(RECORD SET)
*****

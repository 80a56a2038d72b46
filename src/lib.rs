// lib.rs - Root module for the spatial_db_tests library
//
// A small harness for database tests against PostgreSQL with PostGIS:
// connect, load SQL fixtures into an isolated schema, run a query and
// compare the rows with literal expectations.

pub mod assertions;
pub mod config;
pub mod connection;
pub mod errors;
/// The fixtures module contains the SQL fixture loader and fixture tables
pub mod fixtures;
pub mod harness;
pub mod logging;
pub mod row;

pub use assertions::{assert_row_count, assert_rows, assert_rows_with, DEFAULT_FLOAT_TOLERANCE};
pub use config::DbConfig;
pub use errors::{Error, Result};
pub use fixtures::{FixtureDir, FixtureTable};
pub use harness::{generate_test_schema_name, DbTest, TestConnection};
pub use row::{Row, Value};
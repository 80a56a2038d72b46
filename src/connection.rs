// connection.rs - Connection provider
//
// Each test gets its own single-connection pool. The connection pins
// `search_path` to the test's schema (with `public` behind it for the
// PostGIS types and functions), so fixtures and queries can use unqualified
// table names while staying isolated from every other test.

use crate::config::DbConfig;
use crate::errors::{Error, Result};
use sqlx::postgres::{PgConnectOptions, PgPoolOptions};
use sqlx::{Connection, Executor, PgConnection, PgPool};
use std::io;
use tokio::sync::OnceCell;

static POSTGIS: OnceCell<()> = OnceCell::const_new();

/// Open a connection for one test
///
/// With `schema` set, every connection the pool opens starts with
/// `SET search_path TO <schema>, public`. Connection failures are fatal:
/// tests assume the database is already running, so nothing is retried and
/// the driver's own error is what the test reports.
pub async fn connect(config: &DbConfig, schema: Option<&str>) -> Result<PgPool> {
    let options = config.connect_options()?;
    let target = config.redacted_url();

    tracing::debug!(db = %target, schema = ?schema, "connecting");
    check_reachable(config, &options, &target).await?;

    let mut pool_options = PgPoolOptions::new()
        .max_connections(1)
        .min_connections(0)
        .acquire_timeout(config.acquire_timeout);

    if let Some(schema) = schema {
        let set_search_path = format!("SET search_path TO {}, public", quote_ident(schema));
        pool_options = pool_options.after_connect(move |conn, _meta| {
            let statement = set_search_path.clone();
            Box::pin(async move {
                conn.execute(statement.as_str()).await?;
                Ok(())
            })
        });
    }

    let pool = pool_options
        .connect_with(options)
        .await
        .map_err(|source| Error::Connection {
            target: target.clone(),
            source,
        })?;
    tracing::debug!(db = %target, "connected");

    Ok(pool)
}

/// Open and close one plain connection, bounded by `acquire_timeout`
///
/// The pool retries refused connections until its timeout and then reports
/// only `PoolTimedOut`; a direct connection fails at once with the cause.
async fn check_reachable(config: &DbConfig, options: &PgConnectOptions, target: &str) -> Result<()> {
    let connection_error = |source: sqlx::Error| Error::Connection {
        target: target.to_string(),
        source,
    };

    let conn = tokio::time::timeout(config.acquire_timeout, PgConnection::connect_with(options))
        .await
        .map_err(|_| {
            connection_error(sqlx::Error::Io(io::Error::new(
                io::ErrorKind::TimedOut,
                format!("no connection within {:?}", config.acquire_timeout),
            )))
        })?
        .map_err(connection_error)?;

    if let Err(e) = conn.close().await {
        tracing::debug!(db = %target, error = %e, "closing reachability check failed");
    }
    Ok(())
}

/// Make sure the postgis extension exists, once per process
pub async fn ensure_postgis(pool: &PgPool) -> Result<()> {
    POSTGIS
        .get_or_try_init(|| async {
            sqlx::query("CREATE EXTENSION IF NOT EXISTS postgis SCHEMA public")
                .execute(pool)
                .await
                .map_err(|e| Error::query("creating extension postgis", e))?;
            tracing::info!("postgis extension available");
            Ok::<(), Error>(())
        })
        .await?;
    Ok(())
}

/// Installed PostGIS version, or `None` if the extension is missing
pub async fn postgis_version(pool: &PgPool) -> Result<Option<String>> {
    sqlx::query_scalar::<_, String>("SELECT extversion FROM pg_extension WHERE extname = 'postgis'")
        .fetch_optional(pool)
        .await
        .map_err(|e| Error::query("reading postgis version", e))
}

/// Drop (if present) and recreate a schema
pub async fn create_schema(pool: &PgPool, schema: &str) -> Result<()> {
    drop_schema(pool, schema).await?;
    let statement = format!("CREATE SCHEMA {}", quote_ident(schema));
    sqlx::query(&statement)
        .execute(pool)
        .await
        .map_err(|e| Error::query(statement.clone(), e))?;
    Ok(())
}

/// Drop a schema with everything in it
pub async fn drop_schema(pool: &PgPool, schema: &str) -> Result<()> {
    let statement = format!("DROP SCHEMA IF EXISTS {} CASCADE", quote_ident(schema));
    sqlx::query(&statement)
        .execute(pool)
        .await
        .map_err(|source| Error::Teardown {
            schema: schema.to_string(),
            source,
        })?;
    Ok(())
}

/// Quote an SQL identifier
pub fn quote_ident(name: &str) -> String {
    format!("\"{}\"", name.replace('"', "\"\""))
}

*****

(THE PROBLEM)
Looking at the entries above, copy out every line in which "move" occurs.

(RESULT FOR THIS TASK)
        pool_options = pool_options.after_connect(move |conn, _meta| {
            Box::pin(async move {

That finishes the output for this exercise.